BEGIN Source information

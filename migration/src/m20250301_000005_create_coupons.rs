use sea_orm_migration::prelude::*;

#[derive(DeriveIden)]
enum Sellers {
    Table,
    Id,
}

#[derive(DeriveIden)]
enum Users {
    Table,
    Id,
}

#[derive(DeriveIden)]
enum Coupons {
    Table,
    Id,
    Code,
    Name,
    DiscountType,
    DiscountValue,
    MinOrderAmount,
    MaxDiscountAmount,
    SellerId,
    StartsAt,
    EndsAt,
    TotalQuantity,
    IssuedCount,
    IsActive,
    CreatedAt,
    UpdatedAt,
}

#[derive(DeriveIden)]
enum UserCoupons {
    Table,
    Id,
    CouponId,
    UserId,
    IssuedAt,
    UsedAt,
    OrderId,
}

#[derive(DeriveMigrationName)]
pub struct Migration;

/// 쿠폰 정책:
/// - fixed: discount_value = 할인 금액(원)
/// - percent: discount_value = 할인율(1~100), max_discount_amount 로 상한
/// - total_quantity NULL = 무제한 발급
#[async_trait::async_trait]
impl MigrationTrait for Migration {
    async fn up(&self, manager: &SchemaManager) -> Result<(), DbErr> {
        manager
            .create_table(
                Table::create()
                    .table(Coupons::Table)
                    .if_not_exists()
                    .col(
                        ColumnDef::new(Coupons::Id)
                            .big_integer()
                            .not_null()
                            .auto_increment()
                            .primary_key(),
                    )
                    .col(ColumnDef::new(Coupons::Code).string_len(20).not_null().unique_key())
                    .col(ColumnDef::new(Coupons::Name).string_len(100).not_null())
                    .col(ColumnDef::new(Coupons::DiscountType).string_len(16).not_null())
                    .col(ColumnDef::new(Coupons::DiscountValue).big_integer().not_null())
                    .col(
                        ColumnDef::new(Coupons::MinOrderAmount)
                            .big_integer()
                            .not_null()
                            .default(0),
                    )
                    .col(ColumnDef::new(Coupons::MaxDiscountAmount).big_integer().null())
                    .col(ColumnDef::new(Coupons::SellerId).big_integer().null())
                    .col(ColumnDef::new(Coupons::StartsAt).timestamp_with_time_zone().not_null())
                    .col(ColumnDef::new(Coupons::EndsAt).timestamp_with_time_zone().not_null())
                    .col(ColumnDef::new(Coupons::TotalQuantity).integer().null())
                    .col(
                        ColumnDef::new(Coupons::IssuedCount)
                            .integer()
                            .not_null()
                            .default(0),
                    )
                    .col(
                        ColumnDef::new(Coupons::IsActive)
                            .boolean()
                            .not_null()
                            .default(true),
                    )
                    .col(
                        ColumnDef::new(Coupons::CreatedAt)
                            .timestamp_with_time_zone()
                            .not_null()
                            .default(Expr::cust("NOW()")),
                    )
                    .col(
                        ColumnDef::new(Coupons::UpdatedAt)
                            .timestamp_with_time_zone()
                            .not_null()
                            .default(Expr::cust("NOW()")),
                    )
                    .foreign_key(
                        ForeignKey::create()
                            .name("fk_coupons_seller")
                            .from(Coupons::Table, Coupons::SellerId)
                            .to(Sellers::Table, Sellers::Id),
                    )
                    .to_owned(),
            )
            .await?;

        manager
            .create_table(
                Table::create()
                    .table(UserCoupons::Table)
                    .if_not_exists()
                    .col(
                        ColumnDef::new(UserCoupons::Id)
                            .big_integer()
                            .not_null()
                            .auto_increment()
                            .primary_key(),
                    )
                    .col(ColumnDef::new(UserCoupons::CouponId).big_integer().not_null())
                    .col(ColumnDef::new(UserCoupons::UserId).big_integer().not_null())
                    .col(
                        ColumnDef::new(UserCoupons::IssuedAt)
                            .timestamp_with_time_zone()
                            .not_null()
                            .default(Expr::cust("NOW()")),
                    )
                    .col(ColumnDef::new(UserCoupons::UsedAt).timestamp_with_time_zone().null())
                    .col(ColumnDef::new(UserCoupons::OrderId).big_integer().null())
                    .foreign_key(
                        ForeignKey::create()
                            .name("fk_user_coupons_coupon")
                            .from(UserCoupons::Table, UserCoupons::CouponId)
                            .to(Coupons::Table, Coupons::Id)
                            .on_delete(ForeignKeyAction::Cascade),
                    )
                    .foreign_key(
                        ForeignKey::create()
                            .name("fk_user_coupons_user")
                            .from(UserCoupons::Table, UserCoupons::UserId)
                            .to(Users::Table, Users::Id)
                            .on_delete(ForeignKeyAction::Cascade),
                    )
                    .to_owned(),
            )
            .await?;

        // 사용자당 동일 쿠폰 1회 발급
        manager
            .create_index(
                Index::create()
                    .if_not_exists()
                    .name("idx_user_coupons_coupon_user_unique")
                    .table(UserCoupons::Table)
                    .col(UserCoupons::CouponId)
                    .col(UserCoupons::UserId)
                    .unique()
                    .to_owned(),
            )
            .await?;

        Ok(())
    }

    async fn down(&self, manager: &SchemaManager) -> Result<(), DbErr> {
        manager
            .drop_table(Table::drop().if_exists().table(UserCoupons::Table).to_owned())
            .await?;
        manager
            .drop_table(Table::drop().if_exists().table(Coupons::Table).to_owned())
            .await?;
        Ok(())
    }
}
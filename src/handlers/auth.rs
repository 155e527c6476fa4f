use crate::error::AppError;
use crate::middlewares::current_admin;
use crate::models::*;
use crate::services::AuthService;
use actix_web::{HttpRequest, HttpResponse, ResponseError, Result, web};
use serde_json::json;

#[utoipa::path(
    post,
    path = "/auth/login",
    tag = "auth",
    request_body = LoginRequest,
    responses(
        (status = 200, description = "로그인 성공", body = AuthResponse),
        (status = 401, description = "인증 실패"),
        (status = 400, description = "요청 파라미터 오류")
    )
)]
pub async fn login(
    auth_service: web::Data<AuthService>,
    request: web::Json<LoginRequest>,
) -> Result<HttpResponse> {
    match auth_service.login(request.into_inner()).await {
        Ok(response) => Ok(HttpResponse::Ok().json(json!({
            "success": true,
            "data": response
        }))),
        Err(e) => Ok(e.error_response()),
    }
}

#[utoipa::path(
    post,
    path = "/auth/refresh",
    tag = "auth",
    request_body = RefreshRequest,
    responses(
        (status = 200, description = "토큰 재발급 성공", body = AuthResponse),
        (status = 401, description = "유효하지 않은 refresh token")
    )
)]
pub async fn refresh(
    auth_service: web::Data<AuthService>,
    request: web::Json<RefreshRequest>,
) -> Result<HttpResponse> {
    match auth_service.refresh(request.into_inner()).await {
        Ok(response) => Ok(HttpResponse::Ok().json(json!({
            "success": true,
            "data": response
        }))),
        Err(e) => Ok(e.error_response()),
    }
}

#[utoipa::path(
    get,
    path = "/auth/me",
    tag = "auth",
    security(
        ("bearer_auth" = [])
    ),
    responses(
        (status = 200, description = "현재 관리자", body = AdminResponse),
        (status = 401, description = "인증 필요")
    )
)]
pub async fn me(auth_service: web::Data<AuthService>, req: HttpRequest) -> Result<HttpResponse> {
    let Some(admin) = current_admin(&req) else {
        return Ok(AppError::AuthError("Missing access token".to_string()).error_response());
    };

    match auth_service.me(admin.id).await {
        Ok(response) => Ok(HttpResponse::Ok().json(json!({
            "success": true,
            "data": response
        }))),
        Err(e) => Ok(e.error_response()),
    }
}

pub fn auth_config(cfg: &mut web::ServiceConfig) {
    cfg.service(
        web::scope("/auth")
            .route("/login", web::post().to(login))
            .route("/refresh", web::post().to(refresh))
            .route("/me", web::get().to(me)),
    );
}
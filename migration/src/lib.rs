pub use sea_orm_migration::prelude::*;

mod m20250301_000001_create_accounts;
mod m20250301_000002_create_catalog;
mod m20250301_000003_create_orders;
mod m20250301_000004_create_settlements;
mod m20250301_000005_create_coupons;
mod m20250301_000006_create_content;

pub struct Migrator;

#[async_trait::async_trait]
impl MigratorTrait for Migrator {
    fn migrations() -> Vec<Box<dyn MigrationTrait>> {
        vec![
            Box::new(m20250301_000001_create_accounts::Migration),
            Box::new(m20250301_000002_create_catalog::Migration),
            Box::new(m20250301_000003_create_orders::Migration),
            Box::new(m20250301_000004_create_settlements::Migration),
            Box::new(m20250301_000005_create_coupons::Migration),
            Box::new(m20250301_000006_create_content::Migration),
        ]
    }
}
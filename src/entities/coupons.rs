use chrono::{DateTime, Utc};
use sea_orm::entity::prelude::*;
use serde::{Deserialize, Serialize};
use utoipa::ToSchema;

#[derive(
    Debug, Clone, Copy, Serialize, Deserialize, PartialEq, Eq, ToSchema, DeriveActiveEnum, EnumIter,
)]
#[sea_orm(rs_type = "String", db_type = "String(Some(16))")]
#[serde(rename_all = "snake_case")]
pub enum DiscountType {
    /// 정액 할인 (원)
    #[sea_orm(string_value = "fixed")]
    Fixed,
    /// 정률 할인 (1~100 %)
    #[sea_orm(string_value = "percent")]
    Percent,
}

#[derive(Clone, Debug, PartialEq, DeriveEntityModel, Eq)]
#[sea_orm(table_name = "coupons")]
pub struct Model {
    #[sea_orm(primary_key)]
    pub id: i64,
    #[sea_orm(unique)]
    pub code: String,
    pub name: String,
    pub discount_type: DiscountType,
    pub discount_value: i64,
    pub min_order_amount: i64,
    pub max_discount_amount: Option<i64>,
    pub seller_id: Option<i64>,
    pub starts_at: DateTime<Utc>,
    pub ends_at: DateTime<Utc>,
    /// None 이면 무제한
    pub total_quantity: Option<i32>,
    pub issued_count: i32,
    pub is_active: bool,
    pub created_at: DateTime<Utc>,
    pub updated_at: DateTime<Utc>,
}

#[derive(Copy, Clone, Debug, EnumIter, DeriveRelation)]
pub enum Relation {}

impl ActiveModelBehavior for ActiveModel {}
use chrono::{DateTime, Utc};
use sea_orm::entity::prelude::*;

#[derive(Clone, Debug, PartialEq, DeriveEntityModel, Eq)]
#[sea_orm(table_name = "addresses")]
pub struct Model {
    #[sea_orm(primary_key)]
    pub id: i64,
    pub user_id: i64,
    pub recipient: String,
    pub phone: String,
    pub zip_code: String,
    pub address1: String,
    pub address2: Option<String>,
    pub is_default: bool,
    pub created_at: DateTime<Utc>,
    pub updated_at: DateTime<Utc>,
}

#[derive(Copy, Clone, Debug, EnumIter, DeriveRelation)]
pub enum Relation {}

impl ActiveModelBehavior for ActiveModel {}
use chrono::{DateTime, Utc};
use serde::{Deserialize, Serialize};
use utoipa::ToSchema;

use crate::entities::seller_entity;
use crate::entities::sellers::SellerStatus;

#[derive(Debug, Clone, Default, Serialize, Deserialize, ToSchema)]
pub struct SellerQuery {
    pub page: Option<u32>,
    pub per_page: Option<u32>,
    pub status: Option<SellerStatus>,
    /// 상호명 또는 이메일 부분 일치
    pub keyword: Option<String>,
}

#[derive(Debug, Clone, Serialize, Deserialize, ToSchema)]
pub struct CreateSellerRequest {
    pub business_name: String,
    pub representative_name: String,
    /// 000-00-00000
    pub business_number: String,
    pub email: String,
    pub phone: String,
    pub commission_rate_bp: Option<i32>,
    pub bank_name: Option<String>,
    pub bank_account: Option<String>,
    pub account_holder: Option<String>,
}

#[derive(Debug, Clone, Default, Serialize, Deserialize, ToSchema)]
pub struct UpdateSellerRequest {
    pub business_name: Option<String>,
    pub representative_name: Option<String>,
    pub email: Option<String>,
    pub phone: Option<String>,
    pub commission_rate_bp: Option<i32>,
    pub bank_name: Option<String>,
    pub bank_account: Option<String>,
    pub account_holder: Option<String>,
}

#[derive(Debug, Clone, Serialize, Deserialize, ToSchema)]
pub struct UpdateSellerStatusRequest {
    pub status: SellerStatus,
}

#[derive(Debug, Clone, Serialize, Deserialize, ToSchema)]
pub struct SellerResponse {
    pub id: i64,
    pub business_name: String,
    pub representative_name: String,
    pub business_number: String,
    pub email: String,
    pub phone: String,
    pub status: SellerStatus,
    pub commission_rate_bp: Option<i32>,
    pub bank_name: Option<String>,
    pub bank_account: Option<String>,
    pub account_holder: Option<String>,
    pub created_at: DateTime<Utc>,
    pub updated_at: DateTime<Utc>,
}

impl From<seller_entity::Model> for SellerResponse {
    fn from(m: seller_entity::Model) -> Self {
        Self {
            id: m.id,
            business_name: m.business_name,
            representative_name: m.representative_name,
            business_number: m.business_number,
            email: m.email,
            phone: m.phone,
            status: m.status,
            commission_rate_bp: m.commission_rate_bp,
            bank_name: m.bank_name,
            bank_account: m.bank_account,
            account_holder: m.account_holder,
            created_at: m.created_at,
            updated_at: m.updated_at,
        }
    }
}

END Source information

> _Work instruction_
In how many lines of the material above does the word "MigrationTrait" appear? Reply with the number only.

> _Result for this exercise_
2